(Records excerpted from a collection)

══════════════════════════════

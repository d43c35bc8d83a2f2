//! Error types for the notes engine
//!
//! All errors use thiserror for structured error handling.
//! These errors can be serialized to a host UI.

use thiserror::Error;

#[derive(Error, Debug)]
pub enum AppError {
    #[error("Persistence error: {0}")]
    Persistence(#[from] sqlx::Error),

    #[error("IO error: {0}")]
    Io(#[from] std::io::Error),

    #[error("Serialization error: {0}")]
    Serialization(#[from] serde_json::Error),

    #[error("Note not found: {0}")]
    NoteNotFound(String),

    #[error("A PIN must be set before a note can be made private")]
    PinRequired,

    #[error("PIN must be exactly 4 digits")]
    InvalidPin,

    #[error("The PINs entered do not match")]
    PinMismatch,

    #[error("No notes to export")]
    EmptyExport,

    #[error("Malformed backup document: {0}")]
    MalformedBackup(String),

    #[error("No notes found in the backup document")]
    NoNotesFound,

    #[error("No valid notes in the backup document")]
    NoValidNotes,

    #[error("{0}")]
    Generic(String),
}

impl serde::Serialize for AppError {
    fn serialize<S>(&self, serializer: S) -> std::result::Result<S::Ok, S::Error>
    where
        S: serde::Serializer,
    {
        serializer.serialize_str(&self.to_string())
    }
}

pub type Result<T> = std::result::Result<T, AppError>;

══════════════════════════════

Exercise objective >>
Only what runs from the line containing "structured error handling." through the final line of the entries above belongs in the answer, restated exactly.

Answer for this exercise >>
//! All errors use thiserror for structured error handling.
//! These errors can be serialized to a host UI.

use thiserror::Error;

#[derive(Error, Debug)]
pub enum AppError {
    #[error("Persistence error: {0}")]
    Persistence(#[from] sqlx::Error),

    #[error("IO error: {0}")]
    Io(#[from] std::io::Error),

    #[error("Serialization error: {0}")]
    Serialization(#[from] serde_json::Error),

    #[error("Note not found: {0}")]
    NoteNotFound(String),

    #[error("A PIN must be set before a note can be made private")]
    PinRequired,

    #[error("PIN must be exactly 4 digits")]
    InvalidPin,

    #[error("The PINs entered do not match")]
    PinMismatch,

    #[error("No notes to export")]
    EmptyExport,

    #[error("Malformed backup document: {0}")]
    MalformedBackup(String),

    #[error("No notes found in the backup document")]
    NoNotesFound,

    #[error("No valid notes in the backup document")]
    NoValidNotes,

    #[error("{0}")]
    Generic(String),
}

impl serde::Serialize for AppError {
    fn serialize<S>(&self, serializer: S) -> std::result::Result<S::Ok, S::Error>
    where
        S: serde::Serializer,
    {
        serializer.serialize_str(&self.to_string())
    }
}

pub type Result<T> = std::result::Result<T, AppError>;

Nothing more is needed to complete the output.